今年に入ってから自社製品向けのオンラインドキュメントを改善していくのを本格化しようと思い、自社製品向けの Sphinx テーマを開発しています。
自社でオンラインドキュメントツールに投資するというのはあまりないと思うので、その話を雑に書いていきます。
なぜドキュメントなのか
実際、ドキュメントツールに投資する話はほとんど聞かないと思います。自社でも「やっと投資できるような状況になった」というのが正しいです。
今まではなんとか自社製品で利益を出すというのが目標だったのですが、ありがたいことに、自社製品の売り上げで会社が回るようになってきました。そこで投資先を考えた結果、「既存のお客様が頻繁に利用するドキュメントを便利にする」ということにしました。
ドキュメントが使いづらいというのはとてもストレスを感じます。特に弊社製品はミドルウェアやその SDK という事もあり、ドキュメントありきです。ドキュメントが使いづらいということは自社製品が使いづらいということになるからです。
なぜ Sphinx なのか
もともと Sphinx を使っていた理由は、自分が reStructuredText (rst) に慣れていたというのが理由です。Python を利用していたこともあり、Sphinx を使う前から rst に慣れ親しんでいました。

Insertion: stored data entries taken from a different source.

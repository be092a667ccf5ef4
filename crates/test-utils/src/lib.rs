pub mod builders;
pub mod fake_launcher;

use std::sync::{Arc, Mutex, Once};

use dwgbatch::engine::{EventStream, Scheduler, SchedulerEvent, SchedulerOptions};
use dwgbatch::errors::Result;
use tokio::task::JoinHandle;
use tracing_subscriber::{fmt, EnvFilter};

use crate::fake_launcher::{FakeController, FakeLauncher};

static INIT: Once = Once::new();

/// Initialise tracing for tests.
///
/// - Uses `with_test_writer()`, so logs are captured per-test.
/// - The Rust test harness only prints captured output for **failing** tests
///   (unless you run with `-- --nocapture`).
///
/// Enable levels with e.g.:
/// `RUST_LOG=debug cargo test`
pub fn init_tracing() {
    INIT.call_once(|| {
        let filter =
            EnvFilter::try_from_default_env().unwrap_or_else(|_| EnvFilter::new("info"));

        fmt()
            .with_env_filter(filter)
            .with_test_writer() // print only for failing tests unless --nocapture
            .with_target(true)
            .init();
    });
}

/// Run a future with a 5-second timeout.
#[allow(dead_code)]
pub async fn with_timeout<F, T>(f: F) -> T
where
    F: std::future::Future<Output = T>,
{
    tokio::time::timeout(std::time::Duration::from_secs(5), f)
        .await
        .expect("Test timed out after 5 seconds")
}

/// A scheduler runtime driven by a [`FakeLauncher`].
pub struct FakeScheduler {
    pub scheduler: Scheduler,
    pub events: EventStream,
    pub runtime: JoinHandle<Result<()>>,
    /// Reports output and exits for the fake jobs.
    pub controller: FakeController,
    pub launched: Arc<Mutex<Vec<String>>>,
    pub killed: Arc<Mutex<Vec<String>>>,
}

impl FakeScheduler {
    /// Receive the next event, failing the test after 5 seconds.
    pub async fn next_event(&mut self) -> SchedulerEvent {
        with_timeout(self.events.recv())
            .await
            .expect("event stream closed")
    }

    /// Receive events up to and including the first one matching `until`.
    pub async fn events_until<F>(&mut self, mut until: F) -> Vec<SchedulerEvent>
    where
        F: FnMut(&SchedulerEvent) -> bool,
    {
        let mut seen = Vec::new();
        loop {
            let event = self.next_event().await;
            let done = until(&event);
            seen.push(event);
            if done {
                return seen;
            }
        }
    }

    pub fn launched(&self) -> Vec<String> {
        self.launched.lock().unwrap().clone()
    }

    pub fn killed(&self) -> Vec<String> {
        self.killed.lock().unwrap().clone()
    }
}

/// Spawn a scheduler runtime around `launcher`.
///
/// Must be called from within a Tokio runtime.
pub fn spawn_fake(options: SchedulerOptions, launcher: FakeLauncher) -> FakeScheduler {
    let launched = launcher.launched_log();
    let killed = launcher.killed_log();
    let mut controller = None;

    let (scheduler, events, runtime) = Scheduler::spawn_with(options, |runtime_tx| {
        controller = Some(FakeController::new(runtime_tx));
        launcher
    });

    FakeScheduler {
        scheduler,
        events,
        runtime,
        controller: controller.expect("launcher factory was called"),
        launched,
        killed,
    }
}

もちろん Sphinx 以外のオンラインドキュメントツール(サービスを含む)も検討しました。
ただ、決め手としてはラムダノートの鹿野さんから「オンラインドキュメントであれば Sphinx 一択だと思う、特に rst に慣れているなら」というアドバイスを頂いたのが決め手でした。

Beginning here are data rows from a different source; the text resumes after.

// src/engine/core.rs

//! Synchronous scheduler state machine.
//!
//! [`CoreScheduler`] owns the pending queue and the active set and decides
//! which job starts next. Every mutation goes through `&mut self`, so the
//! single coordinator that owns it is the only writer.
//!
//! The core does no async IO. Starting a process is delegated to a
//! [`Launcher`]; anything the outer shell has to do afterwards (emit an event,
//! kill and reap a process) comes back as a [`CoreCommand`]. With a fake
//! launcher the whole admission logic runs in plain unit tests, no Tokio
//! required.

use std::collections::{HashMap, VecDeque};

use tracing::{debug, info, warn};

use crate::engine::{
    NOT_STARTED_EXIT_CODE, OutputStream, SchedulerEvent, SchedulerOptions, clamp_max_parallel,
};
use crate::exec::Launcher;
use crate::jobs::{Job, JobName, JobState};

/// Command produced by the core, to be executed by the outer shell.
#[derive(Debug)]
pub enum CoreCommand<H> {
    /// Deliver this event to the caller.
    Emit(SchedulerEvent),
    /// Kill this process, wait for it, then report `Finished` for `job`.
    ///
    /// The handle has already left the active set.
    Reap { job: JobName, handle: H },
}

/// Result of one core operation.
#[derive(Debug)]
pub struct CoreStep<H> {
    pub commands: Vec<CoreCommand<H>>,
}

impl<H> CoreStep<H> {
    fn new() -> Self {
        Self {
            commands: Vec::new(),
        }
    }

    fn emit(&mut self, event: SchedulerEvent) {
        self.commands.push(CoreCommand::Emit(event));
    }

    /// Events in emission order, skipping reap commands.
    pub fn events(&self) -> impl Iterator<Item = &SchedulerEvent> {
        self.commands.iter().filter_map(|c| match c {
            CoreCommand::Emit(event) => Some(event),
            CoreCommand::Reap { .. } => None,
        })
    }

    /// Jobs whose processes must be reaped, in command order.
    pub fn reaped_jobs(&self) -> impl Iterator<Item = &str> {
        self.commands.iter().filter_map(|c| match c {
            CoreCommand::Reap { job, .. } => Some(job.as_str()),
            CoreCommand::Emit(_) => None,
        })
    }

    pub fn is_empty(&self) -> bool {
        self.commands.is_empty()
    }
}

/// Scheduler state: pending FIFO, active handles keyed by display name,
/// concurrency ceiling.
///
/// Invariants after every public call:
/// - no job name is both pending and active
/// - `active.len() <= max_parallel`, unless the ceiling was just lowered;
///   the overflow then drains through normal exits
/// - `QueueEmpty` is emitted at most once per transition into the idle state
pub struct CoreScheduler<H> {
    pending: VecDeque<Job>,
    active: HashMap<JobName, H>,
    max_parallel: usize,
    emit_logs: bool,
    /// Set once `QueueEmpty` has been emitted for the current idle period;
    /// cleared as soon as new work is queued.
    idle_reported: bool,
}

impl<H> std::fmt::Debug for CoreScheduler<H> {
    fn fmt(&self, f: &mut std::fmt::Formatter<'_>) -> std::fmt::Result {
        f.debug_struct("CoreScheduler")
            .field("pending", &self.pending_jobs())
            .field("active", &self.active_jobs())
            .field("max_parallel", &self.max_parallel)
            .field("emit_logs", &self.emit_logs)
            .field("idle_reported", &self.idle_reported)
            .finish()
    }
}

impl<H> CoreScheduler<H> {
    pub fn new(options: SchedulerOptions) -> Self {
        Self {
            pending: VecDeque::new(),
            active: HashMap::new(),
            max_parallel: clamp_max_parallel(options.max_parallel),
            emit_logs: options.emit_logs,
            idle_reported: false,
        }
    }

    pub fn max_parallel(&self) -> usize {
        self.max_parallel
    }

    pub fn pending_len(&self) -> usize {
        self.pending.len()
    }

    pub fn active_len(&self) -> usize {
        self.active.len()
    }

    /// Returns `true` if nothing is pending and nothing is running.
    pub fn is_idle(&self) -> bool {
        self.pending.is_empty() && self.active.is_empty()
    }

    /// Names of pending jobs, in queue order.
    pub fn pending_jobs(&self) -> Vec<JobName> {
        self.pending.iter().map(|j| j.display_name.clone()).collect()
    }

    /// Names of running jobs, sorted.
    pub fn active_jobs(&self) -> Vec<JobName> {
        let mut names: Vec<_> = self.active.keys().cloned().collect();
        names.sort();
        names
    }

    /// Where `job` currently is. Finished jobs are forgotten, so this returns
    /// `None` for them as well as for unknown names.
    pub fn state_of(&self, job: &str) -> Option<JobState> {
        if self.active.contains_key(job) {
            Some(JobState::Running)
        } else if self.pending.iter().any(|j| j.display_name == job) {
            Some(JobState::Pending)
        } else {
            None
        }
    }

    /// Change the concurrency ceiling, then admit as far as the new ceiling
    /// allows. Lowering the ceiling never kills running jobs.
    pub fn configure<L>(&mut self, max_parallel: usize, launcher: &mut L) -> CoreStep<H>
    where
        L: Launcher<Handle = H>,
    {
        let clamped = clamp_max_parallel(max_parallel);
        if clamped != max_parallel {
            warn!(
                requested = max_parallel,
                clamped, "max_parallel out of range; clamping"
            );
        }
        if clamped < self.active.len() {
            info!(
                max_parallel = clamped,
                active = self.active.len(),
                "ceiling lowered below running jobs; letting them drain"
            );
        }
        self.max_parallel = clamped;
        self.admit(launcher)
    }

    /// Append jobs to the tail of the pending queue, then admit.
    ///
    /// A job whose display name is already pending or running is rejected
    /// with an `ErrorLine` and a sentinel `Finished`; it is never queued.
    pub fn submit<L>(&mut self, jobs: Vec<Job>, launcher: &mut L) -> CoreStep<H>
    where
        L: Launcher<Handle = H>,
    {
        let mut step = CoreStep::new();
        let mut queued = 0usize;

        for job in jobs {
            if self.state_of(&job.display_name).is_some() {
                warn!(
                    job = %job.display_name,
                    "job with the same name is already queued or running; rejecting"
                );
                step.emit(SchedulerEvent::ErrorLine {
                    job: job.display_name.clone(),
                    line: format!(
                        "ERROR: duplicate job name '{}'; job not queued",
                        job.display_name
                    ),
                });
                step.emit(SchedulerEvent::Finished {
                    job: job.display_name,
                    exit_code: NOT_STARTED_EXIT_CODE,
                });
                continue;
            }
            self.pending.push_back(job);
            queued += 1;
        }

        if queued > 0 {
            self.idle_reported = false;
        }
        debug!(queued, pending = self.pending.len(), "jobs submitted");

        step.commands.extend(self.admit(launcher).commands);
        step
    }

    /// Move jobs from pending to active until the ceiling is reached, then
    /// report `QueueEmpty` if this left the scheduler idle for the first time.
    ///
    /// Calling this again without any state change in between emits nothing.
    pub fn admit<L>(&mut self, launcher: &mut L) -> CoreStep<H>
    where
        L: Launcher<Handle = H>,
    {
        let mut step = CoreStep::new();

        while self.active.len() < self.max_parallel {
            let Some(job) = self.pending.pop_front() else {
                break;
            };
            // Starting: popped, not yet recorded as active.
            let name = job.display_name.clone();

            match launcher.launch(&job) {
                Ok(handle) => {
                    debug!(job = %name, active = self.active.len() + 1, "job started");
                    self.active.insert(name.clone(), handle);
                    step.emit(SchedulerEvent::Started { job: name });
                }
                Err(err) => {
                    warn!(job = %name, error = %err, "job could not be started");
                    if let Some(line) = err.diagnostic() {
                        step.emit(SchedulerEvent::ErrorLine {
                            job: name.clone(),
                            line,
                        });
                    }
                    step.emit(SchedulerEvent::Finished {
                        job: name,
                        exit_code: NOT_STARTED_EXIT_CODE,
                    });
                }
            }
        }

        if self.is_idle() && !self.idle_reported {
            info!("all jobs finished; queue empty");
            self.idle_reported = true;
            step.emit(SchedulerEvent::QueueEmpty);
        }

        step
    }

    /// Relay a captured line, if logging is enabled and the job is running.
    ///
    /// Lines from jobs that are no longer active (e.g. read after `stop`)
    /// are dropped.
    pub fn handle_output(&self, job: &str, stream: OutputStream, line: String) -> CoreStep<H> {
        let mut step = CoreStep::new();

        if !self.emit_logs {
            return step;
        }
        if !self.active.contains_key(job) {
            debug!(job = %job, "output from a job that is not active; dropping");
            return step;
        }

        let job = job.to_string();
        step.emit(match stream {
            OutputStream::Stdout => SchedulerEvent::OutputLine { job, line },
            OutputStream::Stderr => SchedulerEvent::ErrorLine { job, line },
        });
        step
    }

    /// A running process exited: retire its handle, report `Finished` and
    /// refill the active set.
    ///
    /// Exits for jobs that are not active (already reaped by `stop`) are
    /// ignored, which keeps `Finished` exactly-once.
    pub fn handle_exit<L>(&mut self, job: &str, exit_code: i32, launcher: &mut L) -> CoreStep<H>
    where
        L: Launcher<Handle = H>,
    {
        let Some(handle) = self.active.remove(job) else {
            debug!(job = %job, exit_code, "exit from a job that is not active; ignoring");
            return CoreStep::new();
        };

        let mut step = CoreStep::new();
        step.emit(SchedulerEvent::Finished {
            job: job.to_string(),
            exit_code,
        });
        drop(handle);

        step.commands.extend(self.admit(launcher).commands);
        step
    }

    /// Drop every pending job and hand back every active process for killing.
    ///
    /// On return both collections are empty. No `QueueEmpty` is emitted for
    /// this idle state; stopping is not draining.
    pub fn stop(&mut self) -> CoreStep<H> {
        let discarded = self.pending.len();
        self.pending.clear();
        self.idle_reported = true;

        let mut reaped: Vec<(JobName, H)> = self.active.drain().collect();
        reaped.sort_by(|a, b| a.0.cmp(&b.0));

        info!(
            discarded,
            killing = reaped.len(),
            "stop requested; discarding pending jobs and killing active ones"
        );

        CoreStep {
            commands: reaped
                .into_iter()
                .map(|(job, handle)| CoreCommand::Reap { job, handle })
                .collect(),
        }
    }
}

また自前でホスティングしたいというのもありました。その点 Sphinx は Netlify との相性が良く、気軽にデプロイできます。
既存の Sphinx テーマへの不満
現時点では Read the Docs の Sphinx テーマを利用していますが、いくつか課題があります。
- デザインやレイアウトが好きではない
- 日本語との相性が悪い
そのため、自分たちにとって使いやすい Sphinx テーマを用意することにしました。
Sphinx コミッター小宮さんの招聘
残念ながら社内には Sphinx に詳しい社員はいません。そのため専門家のアドバイスが欲しいと思ったときに目を付けたのが「プラチナスポンサー」です。
時雨堂は Sphinx コミッター小宮さんのプラチナスポンサーです。このスポンサー特典として小宮さんの「答えられる範囲」で Sphinx のアドバイスがもらえるというのがあります。
小宮さんに弊社 Slack に参加頂き Sphinx テーマ開発時に Sphinx のアドバイスをしてもらえないか打診したところ快諾頂きました。
Sphinx テーマ作り
フロントエンドを普段担当している社員にお願いすることにしました。小宮さんとも面識があり(むしろ元同僚)、連携に困らないと思ったからです。
社員にお願いしたことは以下の通りです。
- 3 ペインレイアウトにして欲しい
- 日本語が読みやすくして欲しい
- 時雨堂のテーマカラーにして欲しい
- 検索に Algolia が使えるようにして欲しい
- rebar3 のドキュメントのような感じがいい
- Apache License 2.0 でオープンソースとして公開できるようにして欲しい
- 将来的に Algolia の検索部分は拡張として外に出してオープンソースとして公開して欲しい
検索機能
Sphinx の検索機能は残念ながら頑張れてるとは言えないと思います。そこで検索サービスを組み込むことにしました。ここは費用を払っても問題ないと判断しました。
いろいろドキュメント検索サービスを調べましたが、 readme.com が採用している Algolia が日本語にも対応しておりかなりよさそうと判断しました。
Algolia を Sphinx テーマに組み込む事で、検索が便利になるだろうと判断しました。
公開に向けて
現在テーマを少しずつ作成中です。特に隠すことはないのですでにオープンソースとして GitHub に公開しています。
小宮さんからは「この仕組みを実現したい場合は、何をすべきか」という的確なアドバイスをもらえており、本当に助けられています。
検索機能を統合したら、まずは開発版や SDK 向けのドキュメントに当てていく予定です。
まったりとお待ちください。ノウハウ自体は全て公開していく予定です。
ちなみに、修正自体は小宮さんが行っていますが、 Sphinx 側にもフィードバックを少しですができています。